[Opening Material to process section]

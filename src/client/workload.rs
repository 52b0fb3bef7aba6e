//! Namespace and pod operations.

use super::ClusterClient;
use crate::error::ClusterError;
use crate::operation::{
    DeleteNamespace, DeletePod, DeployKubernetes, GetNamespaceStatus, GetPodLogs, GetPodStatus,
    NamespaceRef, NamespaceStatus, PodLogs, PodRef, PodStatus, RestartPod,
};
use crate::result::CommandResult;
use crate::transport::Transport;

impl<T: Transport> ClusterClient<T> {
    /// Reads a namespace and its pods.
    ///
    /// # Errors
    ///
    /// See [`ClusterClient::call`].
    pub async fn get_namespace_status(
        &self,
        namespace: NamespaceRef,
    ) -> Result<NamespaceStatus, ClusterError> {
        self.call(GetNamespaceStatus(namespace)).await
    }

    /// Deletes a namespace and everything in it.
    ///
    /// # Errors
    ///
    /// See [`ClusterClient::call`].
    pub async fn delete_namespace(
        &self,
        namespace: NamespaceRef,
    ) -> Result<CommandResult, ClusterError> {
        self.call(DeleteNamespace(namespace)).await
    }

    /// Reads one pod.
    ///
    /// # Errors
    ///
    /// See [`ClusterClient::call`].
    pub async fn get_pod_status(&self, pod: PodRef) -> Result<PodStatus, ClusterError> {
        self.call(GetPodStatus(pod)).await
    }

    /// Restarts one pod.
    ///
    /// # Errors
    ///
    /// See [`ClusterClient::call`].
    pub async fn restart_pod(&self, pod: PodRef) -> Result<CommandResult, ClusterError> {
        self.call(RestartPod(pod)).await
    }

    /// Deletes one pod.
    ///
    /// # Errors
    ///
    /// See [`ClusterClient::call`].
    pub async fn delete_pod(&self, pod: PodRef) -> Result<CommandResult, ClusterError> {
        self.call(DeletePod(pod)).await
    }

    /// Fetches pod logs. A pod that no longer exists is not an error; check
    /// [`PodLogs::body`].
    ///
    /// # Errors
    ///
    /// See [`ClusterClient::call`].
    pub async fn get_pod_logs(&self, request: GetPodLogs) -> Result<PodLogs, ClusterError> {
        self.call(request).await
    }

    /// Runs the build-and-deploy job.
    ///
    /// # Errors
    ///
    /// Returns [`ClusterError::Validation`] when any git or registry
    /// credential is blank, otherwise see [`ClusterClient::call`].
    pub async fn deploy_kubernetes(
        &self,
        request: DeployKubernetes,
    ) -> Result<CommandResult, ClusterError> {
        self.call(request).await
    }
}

[Closing Material to process section]
[Opening Material to process section]

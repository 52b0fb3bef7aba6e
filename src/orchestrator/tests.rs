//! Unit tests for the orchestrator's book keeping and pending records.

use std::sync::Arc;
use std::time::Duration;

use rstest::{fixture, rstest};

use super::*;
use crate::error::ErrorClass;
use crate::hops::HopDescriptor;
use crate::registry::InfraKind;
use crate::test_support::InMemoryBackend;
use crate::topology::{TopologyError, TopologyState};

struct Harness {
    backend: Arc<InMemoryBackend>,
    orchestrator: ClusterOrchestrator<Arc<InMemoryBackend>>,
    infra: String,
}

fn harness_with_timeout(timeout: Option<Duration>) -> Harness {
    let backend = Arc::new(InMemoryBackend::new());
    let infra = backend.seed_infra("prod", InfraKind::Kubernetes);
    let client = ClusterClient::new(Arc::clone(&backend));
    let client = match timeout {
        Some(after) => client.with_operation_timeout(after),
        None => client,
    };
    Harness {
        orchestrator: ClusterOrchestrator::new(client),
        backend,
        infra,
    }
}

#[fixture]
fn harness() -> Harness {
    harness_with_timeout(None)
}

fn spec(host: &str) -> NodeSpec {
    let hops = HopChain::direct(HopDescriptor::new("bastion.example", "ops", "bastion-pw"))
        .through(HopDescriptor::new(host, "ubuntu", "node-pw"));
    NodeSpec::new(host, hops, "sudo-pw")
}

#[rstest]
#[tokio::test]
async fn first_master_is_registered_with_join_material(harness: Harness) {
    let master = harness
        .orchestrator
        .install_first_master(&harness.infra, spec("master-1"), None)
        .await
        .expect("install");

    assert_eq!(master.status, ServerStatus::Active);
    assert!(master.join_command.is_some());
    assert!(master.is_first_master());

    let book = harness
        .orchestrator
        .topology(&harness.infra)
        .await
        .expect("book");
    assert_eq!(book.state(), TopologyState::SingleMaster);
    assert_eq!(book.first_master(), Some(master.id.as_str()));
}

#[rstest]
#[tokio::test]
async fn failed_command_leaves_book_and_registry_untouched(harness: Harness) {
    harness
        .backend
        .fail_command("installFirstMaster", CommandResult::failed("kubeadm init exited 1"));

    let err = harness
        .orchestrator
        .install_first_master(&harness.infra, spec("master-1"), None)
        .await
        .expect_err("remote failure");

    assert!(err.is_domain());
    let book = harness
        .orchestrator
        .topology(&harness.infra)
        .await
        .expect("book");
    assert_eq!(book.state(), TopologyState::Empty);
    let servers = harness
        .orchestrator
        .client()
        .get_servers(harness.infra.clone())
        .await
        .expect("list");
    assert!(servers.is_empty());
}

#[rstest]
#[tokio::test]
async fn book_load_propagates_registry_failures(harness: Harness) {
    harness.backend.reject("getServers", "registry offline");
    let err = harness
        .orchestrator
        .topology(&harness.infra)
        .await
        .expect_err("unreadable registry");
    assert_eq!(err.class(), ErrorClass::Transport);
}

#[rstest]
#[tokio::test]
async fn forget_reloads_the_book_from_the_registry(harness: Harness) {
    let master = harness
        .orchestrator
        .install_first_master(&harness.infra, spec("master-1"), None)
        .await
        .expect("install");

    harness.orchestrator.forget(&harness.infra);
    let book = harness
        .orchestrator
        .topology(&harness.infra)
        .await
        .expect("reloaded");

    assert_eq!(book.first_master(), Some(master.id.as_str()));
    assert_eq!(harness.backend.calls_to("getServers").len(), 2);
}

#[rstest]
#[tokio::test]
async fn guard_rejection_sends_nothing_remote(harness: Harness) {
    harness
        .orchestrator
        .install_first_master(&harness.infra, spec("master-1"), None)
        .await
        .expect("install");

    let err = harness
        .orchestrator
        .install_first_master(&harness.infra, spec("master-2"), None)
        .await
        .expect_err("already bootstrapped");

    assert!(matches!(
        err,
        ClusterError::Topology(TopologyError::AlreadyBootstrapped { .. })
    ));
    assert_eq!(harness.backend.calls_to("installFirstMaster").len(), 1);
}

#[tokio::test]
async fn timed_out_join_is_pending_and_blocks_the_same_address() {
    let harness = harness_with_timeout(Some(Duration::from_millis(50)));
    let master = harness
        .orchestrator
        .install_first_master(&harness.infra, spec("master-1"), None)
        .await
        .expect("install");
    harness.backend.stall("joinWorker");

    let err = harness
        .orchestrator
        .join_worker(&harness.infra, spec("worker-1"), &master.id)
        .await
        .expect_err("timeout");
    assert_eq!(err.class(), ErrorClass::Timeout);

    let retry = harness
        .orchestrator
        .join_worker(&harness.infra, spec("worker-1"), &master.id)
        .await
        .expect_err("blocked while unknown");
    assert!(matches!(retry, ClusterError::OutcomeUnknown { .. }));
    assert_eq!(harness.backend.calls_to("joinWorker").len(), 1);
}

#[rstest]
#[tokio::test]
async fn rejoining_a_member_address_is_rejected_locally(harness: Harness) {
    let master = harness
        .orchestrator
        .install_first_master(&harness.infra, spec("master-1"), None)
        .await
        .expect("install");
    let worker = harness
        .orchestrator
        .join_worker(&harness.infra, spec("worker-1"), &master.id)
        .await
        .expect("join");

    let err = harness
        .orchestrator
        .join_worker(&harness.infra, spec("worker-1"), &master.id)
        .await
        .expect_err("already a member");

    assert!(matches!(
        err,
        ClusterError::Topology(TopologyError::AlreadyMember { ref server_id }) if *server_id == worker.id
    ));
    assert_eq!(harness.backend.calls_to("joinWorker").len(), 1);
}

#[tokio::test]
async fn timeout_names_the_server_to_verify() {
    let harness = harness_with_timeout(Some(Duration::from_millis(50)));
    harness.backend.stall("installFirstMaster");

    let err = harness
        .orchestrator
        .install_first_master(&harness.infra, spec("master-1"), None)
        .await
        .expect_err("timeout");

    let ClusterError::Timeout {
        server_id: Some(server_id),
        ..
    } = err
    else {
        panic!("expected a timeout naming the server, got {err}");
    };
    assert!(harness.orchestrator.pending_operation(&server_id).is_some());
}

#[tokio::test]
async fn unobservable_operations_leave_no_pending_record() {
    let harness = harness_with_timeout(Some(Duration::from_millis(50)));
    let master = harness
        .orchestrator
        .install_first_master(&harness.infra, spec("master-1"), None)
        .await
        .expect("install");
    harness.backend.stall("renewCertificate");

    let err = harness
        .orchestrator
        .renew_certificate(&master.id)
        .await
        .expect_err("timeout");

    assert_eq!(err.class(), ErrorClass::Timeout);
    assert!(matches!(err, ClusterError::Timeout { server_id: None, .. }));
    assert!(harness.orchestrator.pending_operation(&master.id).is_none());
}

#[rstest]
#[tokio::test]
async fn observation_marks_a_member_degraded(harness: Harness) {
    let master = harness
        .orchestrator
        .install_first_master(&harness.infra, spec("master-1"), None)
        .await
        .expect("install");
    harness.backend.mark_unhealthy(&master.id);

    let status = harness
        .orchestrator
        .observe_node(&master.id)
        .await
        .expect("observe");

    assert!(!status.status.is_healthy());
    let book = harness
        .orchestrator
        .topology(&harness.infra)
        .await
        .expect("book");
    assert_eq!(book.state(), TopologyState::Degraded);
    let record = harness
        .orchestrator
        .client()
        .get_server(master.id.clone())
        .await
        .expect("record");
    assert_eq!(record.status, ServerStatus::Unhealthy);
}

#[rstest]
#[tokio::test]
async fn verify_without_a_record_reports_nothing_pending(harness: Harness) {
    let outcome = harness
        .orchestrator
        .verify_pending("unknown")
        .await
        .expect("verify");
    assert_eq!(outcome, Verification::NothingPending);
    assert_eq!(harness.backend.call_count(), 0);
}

[Closing Material to process section]

Work instruction ->
Once the line with "filename src/client/workload.rs" is found in the records above, print exactly that line and every line after it through the line with "use crate::result::CommandResult;".

Task answer ->
filename src/client/workload.rs
repository 52b0fb3bef7aba6e
//! Namespace and pod operations.

use super::ClusterClient;
use crate::error::ClusterError;
use crate::operation::{
    DeleteNamespace, DeletePod, DeployKubernetes, GetNamespaceStatus, GetPodLogs, GetPodStatus,
    NamespaceRef, NamespaceStatus, PodLogs, PodRef, PodStatus, RestartPod,
};
use crate::result::CommandResult;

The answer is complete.